Some weeks back my wife attacked me while I was trying to get her washed. It was quite a job to get her off me and the incident shocked me. Knowing that a person with dementia is unlikely to recall the facts of the case but that they can read body language and recall emotions I used my tongue to give my wife the rollicking of her life and then gave her silent treatment for the rest of the day. She has been good as gold ever since. When I next speak to the social workers or the Consultant my wife will be reported and respite will be requested - she won't like that but has herself to blame(no get out of jail card!).

Caring is tough enough without having to accept violence.
 

Alisongs

Registered User
May 17, 2024
723
0
This has always been my beef with compassionate communication, that there are limits to how this works but if you take it to the nth degree, it can be harmful to the carer who may not know where ‘healthy’ starts and ‘unhealthy’ begins.

If you take it to the extreme, compassionate communication can remove any sense of empowerment or agency from a carer. I will ask my husband if he wishes to attend an event or a family celebration, simply an either/or question but I refuse to engage in any sort of argument or dispute. Distraction rarely works with my husband but not always.

I have the firm belief that many PWD instinctively understand that there’s a payback in this sort of communication that leads to them to being manipulative which is hard to deal with. It really can be a fight to hang on to what is you are as a person but compassionate communication can undermine that sense of self to a destructive level.

I am not an unkind person and fulfil my caring duties with responsibility but after years of caring for my husband, I refuse to allow his diagnosis rob me of my own sense me as a human being.
I certainly agree my OH still understands "payback" and "manipulative". They are survival responses. His excuse is always "you've got to understand I'm ill". Guilt tripping is neither appropriate nor pretty
 

jennifer1967

Registered User
Mar 15, 2020
26,151
0
Southampton
i always say that there are a lot of things he cant do but there are still lots of things he can do so dont expect me to wait on him when he can do it himself.
 

Lawson58

Registered User
Aug 1, 2014
4,503
0
Victoria, Australia
I agree with much of this.

Years ago I used to quote the compassionate communication thread to people and state that it contained some good points but was impossible to follow 100%. I did find its advice helpful in many instances.

In the end we have to come to the conclusion that the disease is not a get out of jail free card and remind everyone involved in our cases that the carer also counts.

Some weeks back my wife attacked me while I was trying to get her washed. It was quite a job to get her off me and the incident shocked me. Knowing that a person with dementia is unlikely to recall the facts of the case but that they can read body language and recall emotions I used my tongue to give my wife the rollicking of her life and then gave her silent treatment for the rest of the day. She has been good as gold ever since.

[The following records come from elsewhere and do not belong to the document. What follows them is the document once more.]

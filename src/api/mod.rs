//! High-level library API: validate parameters and resolve the output schema
//! once, then run the retrieval over products on disk or scenes in memory.
//! Prefer these entrypoints over the low-level `core` modules when
//! integrating the retrieval into another application.
use std::path::{Path, PathBuf};

use tracing::{info, warn};

use crate::core::engine::{DEFAULT_TILE_LINES, OutputStack, SceneInputs, process_scene};
use crate::core::geocoding::{GeoCoding, LineTimeCoding, SceneGeoCoding, TimeCoding};
use crate::core::model::{ModelFiles, ModelSettings, RetrievalModel};
use crate::core::params::RetrievalParams;
use crate::core::pixel::PixelTransform;
use crate::core::schema::OutputSchema;
use crate::error::{Error, Result};
use crate::io::gdal::GdalProductReader;
use crate::io::metadata::AcquisitionTimes;
use crate::io::writers::metadata::ProductMetadata;
use crate::io::writers::{WrittenProduct, save_output_stack};

/// Retrieval run configuration, fully validated. Construction performs
/// every check that does not need the input product.
#[derive(Debug, Clone)]
pub struct Processor {
    params: RetrievalParams,
    transform: PixelTransform,
    model_files: ModelFiles,
    tile_lines: usize,
}

/// A product opened and checked for processing.
pub struct PreparedProduct {
    pub reader: GdalProductReader,
    pub geocoding: SceneGeoCoding,
    pub times: AcquisitionTimes,
}

impl PreparedProduct {
    pub fn timecoding(&self) -> LineTimeCoding {
        LineTimeCoding::new(self.times.start, self.times.stop, self.reader.metadata.size_y)
    }
}

impl Processor {
    pub fn new(params: RetrievalParams) -> Result<Self> {
        params.validate()?;
        let transform = PixelTransform::from_params(&params)?;
        let model_files = params.model_files()?;
        info!(
            "Resolved {} output slots for {} channels, model set {}",
            transform.schema().width(),
            transform.schema().channel_count(),
            params.model_set
        );
        Ok(Self {
            params,
            transform,
            model_files,
            tile_lines: DEFAULT_TILE_LINES,
        })
    }

    pub fn with_tile_lines(mut self, tile_lines: usize) -> Self {
        self.tile_lines = tile_lines;
        self
    }

    pub fn params(&self) -> &RetrievalParams {
        &self.params
    }

    pub fn schema(&self) -> &OutputSchema {
        self.transform.schema()
    }

    pub fn model_files(&self) -> &ModelFiles {
        &self.model_files
    }

    pub fn model_settings(&self) -> ModelSettings {
        self.params.model_settings()
    }

    /// Build the model with the resolved files and settings.
    pub fn load_model<M, F>(&self, loader: F) -> Result<M>
    where
        F: FnOnce(&ModelFiles, &ModelSettings) -> Result<M>,
    {
        loader(&self.model_files, &self.model_settings())
    }

    /// Open `input` and check bands, geocoding and acquisition times.
    pub fn open_product(&self, input: &Path) -> Result<PreparedProduct> {
        let reader = GdalProductReader::open(input)?;
        reader.check_bands(&self.params.source_bands, self.params.valid_pixel_band.as_deref())?;
        let geocoding = reader.geocoding()?;
        let times = reader.acquisition_times();
        Ok(PreparedProduct {
            reader,
            geocoding,
            times,
        })
    }

    /// Run the retrieval over an in-memory scene.
    pub fn process_scene<M, G, T>(
        &self,
        inputs: &SceneInputs,
        model: &M,
        geocoding: &G,
        timecoding: &T,
    ) -> Result<OutputStack>
    where
        M: RetrievalModel + ?Sized,
        G: GeoCoding + ?Sized,
        T: TimeCoding + ?Sized,
    {
        process_scene(inputs, &self.transform, model, geocoding, timecoding, self.tile_lines)
    }

    /// Read `input` and compute its output stack.
    pub fn process_to_stack<M: RetrievalModel + ?Sized>(
        &self,
        input: &Path,
        model: &M,
    ) -> Result<(OutputStack, ProductMetadata)> {
        let product = self.open_product(input)?;
        let inputs = product.reader.scene_inputs(
            &self.params.source_bands,
            self.params.valid_pixel_band.as_deref(),
        )?;
        let stack = self.process_scene(&inputs, model, &product.geocoding, &product.timecoding())?;
        let meta = self.product_metadata(input, model, product.times).with_georeference(
            product.reader.metadata.geotransform,
            Some(product.reader.dataset.projection().as_str()),
        );
        Ok((stack, meta))
    }

    /// Read `input`, compute it and write the product to `output`.
    pub fn process_to_path<M: RetrievalModel + ?Sized>(
        &self,
        input: &Path,
        output: &Path,
        model: &M,
        materialize_virtual: bool,
    ) -> Result<WrittenProduct> {
        let (stack, meta) = self.process_to_stack(input, model)?;
        let coefficients = self.params.coefficients();
        save_output_stack(
            &stack,
            output,
            &meta,
            materialize_virtual.then_some(&coefficients),
        )
    }

    /// Metadata describing a product computed with `model`.
    pub fn product_metadata<M: RetrievalModel + ?Sized>(
        &self,
        input: &Path,
        model: &M,
        times: AcquisitionTimes,
    ) -> ProductMetadata {
        let mut used = model.used_model_names();
        if used.is_empty() {
            used = self.model_files.names();
        }
        ProductMetadata::new(input, self.schema(), &self.params, used, times)
    }
}

/// Batch processing report
#[derive(Debug, Clone, Copy, Default)]
pub struct BatchReport {
    pub processed: usize,
    pub skipped: usize,
    pub errors: usize,
}

const PRODUCT_EXTENSIONS: [&str; 5] = ["tif", "tiff", "vrt", "nc", "img"];

/// Raster files directly inside `input_dir`, sorted by name.
pub fn iterate_products(input_dir: &Path) -> Result<std::vec::IntoIter<PathBuf>> {
    let mut files = Vec::new();
    for entry in std::fs::read_dir(input_dir)? {
        let path = entry?.path();
        let is_product = path
            .extension()
            .and_then(|e| e.to_str())
            .is_some_and(|e| PRODUCT_EXTENSIONS.contains(&e.to_ascii_lowercase().as_str()));
        if path.is_file() && is_product && !is_own_output(&path) {
            files.push(path);
        }
    }
    files.sort();
    Ok(files.into_iter())
}

fn is_own_output(path: &Path) -> bool {
    path.file_stem()
        .and_then(|s| s.to_str())
        .is_some_and(|s| s.ends_with("_flags"))
}

/// Output path for `input` inside `output_dir`.
pub fn output_path_for(input: &Path, output_dir: &Path) -> PathBuf {
    let stem = input
        .file_stem()
        .map(|s| s.to_string_lossy().into_owned())
        .unwrap_or_else(|| "product".to_string());
    output_dir.join(format!("{}_aquaret.tif", stem))
}

/// Process every product in `input_dir` into `output_dir`. Products missing
/// required bands are skipped. If `continue_on_error` is true, other errors
/// are counted in the report and processing continues; otherwise, the first
/// error is returned.
pub fn process_directory_to_path<M: RetrievalModel + ?Sized>(
    processor: &Processor,
    input_dir: &Path,
    output_dir: &Path,
    model: &M,
    materialize_virtual: bool,
    continue_on_error: bool,
) -> Result<BatchReport> {
    std::fs::create_dir_all(output_dir)?;
    let mut report = BatchReport::default();

    for path in iterate_products(input_dir)? {
        let output = output_path_for(&path, output_dir);
        match processor.process_to_path(&path, &output, model, materialize_virtual) {
            Ok(_) => report.processed += 1,
            Err(e @ (Error::MissingBand { .. } | Error::MissingRaster { .. })) => {
                warn!("Skipping {:?}: {}", path, e);
                report.skipped += 1;
            }
            Err(e) => {
                report.errors += 1;
                if !continue_on_error {
                    return Err(e);
                }
                warn!("Failed to process {:?}: {}", path, e);
            }
        }
    }

    info!(
        "Batch finished: {} processed, {} skipped, {} errors",
        report.processed, report.skipped, report.errors
    );
    Ok(report)
}
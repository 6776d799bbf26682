use gdal::raster::{Buffer, ColorInterpretation};
use gdal::{Dataset, DriverManager, Metadata};
use std::path::Path;

use crate::error::Result;

/// One named band of float samples, row-major.
pub struct NamedBand<'a> {
    pub name: &'a str,
    pub data: Vec<f32>,
}

/// Write float bands into one GeoTIFF. Each band gets its name as
/// description and NaN as no-data value.
pub fn write_tiff_multiband_f32(
    output: &Path,
    cols: usize,
    rows: usize,
    bands: Vec<NamedBand<'_>>,
) -> Result<Dataset> {
    let driver = DriverManager::get_driver_by_name("GTiff")?;
    let ds = driver.create_with_band_type::<f32, _>(output, cols, rows, bands.len())?;
    for (i, band) in bands.into_iter().enumerate() {
        let mut handle = ds.rasterband(i + 1)?;
        handle.set_color_interpretation(ColorInterpretation::GrayIndex)?;
        handle.set_description(band.name)?;
        handle.set_no_data_value(Some(f64::NAN))?;
        let mut buf = Buffer::new((cols, rows), band.data);
        handle.write((0, 0), (cols, rows), &mut buf)?;
    }
    Ok(ds)
}

/// Write a single uint32 band, e.g. packed flag words.
pub fn write_tiff_u32(
    output: &Path,
    cols: usize,
    rows: usize,
    name: &str,
    data: Vec<u32>,
) -> Result<Dataset> {
    let driver = DriverManager::get_driver_by_name("GTiff")?;
    let ds = driver.create_with_band_type::<u32, _>(output, cols, rows, 1)?;
    let mut band = ds.rasterband(1)?;
    band.set_description(name)?;
    let mut buf = Buffer::new((cols, rows), data);
    band.write((0, 0), (cols, rows), &mut buf)?;
    Ok(ds)
}
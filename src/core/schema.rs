//! Output schema resolution.
//!
//! Given the number of source reflectance channels and the output toggles,
//! [`OutputSchema::resolve`] assigns every output channel a slot index. The
//! layout is a pure function of its inputs and is built once per run; the
//! pixel transform and the writers only read it.
//!
//! Layout, for `N` channels:
//!
//! ```text
//! [0, 2N)        reserved prefix: corrected reflectances (N), normalized
//!                reflectances (N - 2), out-of-scope scalar (1), packed from 0
//! 2N .. 2N+5     IOPs, always present, fixed base
//! then           kd489/kdmin, uncertainties, flag word (always last)
//! ```
//!
//! Prefix slots not claimed by an enabled block are never written.
use std::ops::Range;

use serde::Serialize;

use crate::core::flags::FLAG_BAND_NAME;
use crate::error::{Error, Result};
use crate::types::{FeatureToggles, ReflectanceUnit};

/// Number of trailing channels left out of the normalized reflectance block.
pub const NORMALIZED_EXCLUDED_CHANNELS: usize = 2;

pub const IOP_COUNT: usize = 5;
pub const KD_COUNT: usize = 2;
/// Aggregate uncertainties: adg, atot, btot
pub const SUM_UNC_COUNT: usize = 3;

/// Inherent optical properties, in model output order.
#[derive(Copy, Clone, PartialEq, Eq, Debug, Serialize)]
pub enum Iop {
    Apig,
    Adet,
    Agelb,
    Bpart,
    Bwit,
}

impl Iop {
    pub const ALL: [Iop; IOP_COUNT] = [Iop::Apig, Iop::Adet, Iop::Agelb, Iop::Bpart, Iop::Bwit];

    pub fn index(&self) -> usize {
        *self as usize
    }

    pub fn band_name(&self) -> &'static str {
        match self {
            Iop::Apig => "iop_apig",
            Iop::Adet => "iop_adet",
            Iop::Agelb => "iop_agelb",
            Iop::Bpart => "iop_bpart",
            Iop::Bwit => "iop_bwit",
        }
    }

    pub fn uncertainty_name(&self) -> &'static str {
        match self {
            Iop::Apig => "unc_apig",
            Iop::Adet => "unc_adet",
            Iop::Agelb => "unc_agelb",
            Iop::Bpart => "unc_bpart",
            Iop::Bwit => "unc_bwit",
        }
    }

    fn description(&self) -> &'static str {
        match self {
            Iop::Apig => "Absorption coefficient of phytoplankton pigments at 443 nm",
            Iop::Adet => "Absorption coefficient of detritus at 443 nm",
            Iop::Agelb => "Absorption coefficient of gelbstoff at 443 nm",
            Iop::Bpart => "Scattering coefficient of marine particles at 443 nm",
            Iop::Bwit => "Scattering coefficient of white particles at 443 nm",
        }
    }
}

/// Diffuse attenuation coefficients.
#[derive(Copy, Clone, PartialEq, Eq, Debug, Serialize)]
pub enum Kd {
    Kd489,
    Kdmin,
}

impl Kd {
    pub const ALL: [Kd; KD_COUNT] = [Kd::Kd489, Kd::Kdmin];

    pub fn index(&self) -> usize {
        *self as usize
    }

    pub fn band_name(&self) -> &'static str {
        match self {
            Kd::Kd489 => "kd489",
            Kd::Kdmin => "kdmin",
        }
    }

    pub fn uncertainty_name(&self) -> &'static str {
        match self {
            Kd::Kd489 => "unc_kd489",
            Kd::Kdmin => "unc_kdmin",
        }
    }
}

/// Quantities with a stored uncertainty channel.
#[derive(Copy, Clone, PartialEq, Eq, Debug, Serialize)]
pub enum Uncertainty {
    Iop(Iop),
    Adg,
    Atot,
    Btot,
    Kd(Kd),
}

impl Uncertainty {
    /// Offset inside the uncertainty block.
    fn offset(&self) -> usize {
        match self {
            Uncertainty::Iop(iop) => iop.index(),
            Uncertainty::Adg => IOP_COUNT,
            Uncertainty::Atot => IOP_COUNT + 1,
            Uncertainty::Btot => IOP_COUNT + 2,
            Uncertainty::Kd(kd) => IOP_COUNT + SUM_UNC_COUNT + kd.index(),
        }
    }

    pub fn band_name(&self) -> &'static str {
        match self {
            Uncertainty::Iop(iop) => iop.uncertainty_name(),
            Uncertainty::Adg => "unc_adg",
            Uncertainty::Atot => "unc_atot",
            Uncertainty::Btot => "unc_btot",
            Uncertainty::Kd(kd) => kd.uncertainty_name(),
        }
    }
}

/// Output channel groups, in slot order.
#[derive(Copy, Clone, PartialEq, Eq, Debug, Serialize)]
pub enum BlockKind {
    AcReflectance,
    NormalizedReflectance,
    OutOfScope,
    Iop,
    Kd,
    Uncertainty,
    Flags,
}

/// A contiguous run of slots belonging to one group.
#[derive(Copy, Clone, PartialEq, Eq, Debug, Serialize)]
pub struct Block {
    pub kind: BlockKind,
    pub start: usize,
    pub width: usize,
}

impl Block {
    pub fn slots(&self) -> Range<usize> {
        self.start..self.start + self.width
    }
}

/// One named output channel.
#[derive(Clone, PartialEq, Debug, Serialize)]
pub struct Channel {
    pub name: String,
    pub slot: usize,
    pub kind: BlockKind,
    pub unit: &'static str,
    pub description: String,
    /// Source reflectance band the channel is derived from, if spectral
    pub source_band: Option<String>,
}

/// Immutable slot layout of the output stack.
#[derive(Clone, PartialEq, Debug, Serialize)]
pub struct OutputSchema {
    channel_count: usize,
    toggles: FeatureToggles,
    output_unit: ReflectanceUnit,
    blocks: Vec<Block>,
    channels: Vec<Channel>,
}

When I next speak to the social workers or the Consultant my wife will be reported and respite will be requested - she won't like that but has herself to blame(no get out of jail card!).

Caring is tough enough without having to accept violence.
I am so sorry that this has happened to you and I hope that you get that respite. My husband always looks surprised when I refuse to cooperate or accept his abuse. The thing that I know is that once I decided that I really could say ’NO’ and made my intentions clear, my husband‘s response to me has improved a lot. Not perfect but a whole lot better.

I think that when someone has dementia, we are expected to cajole and coerce them to get them to cooperate but I think that requires so much energy that it must be exhausting.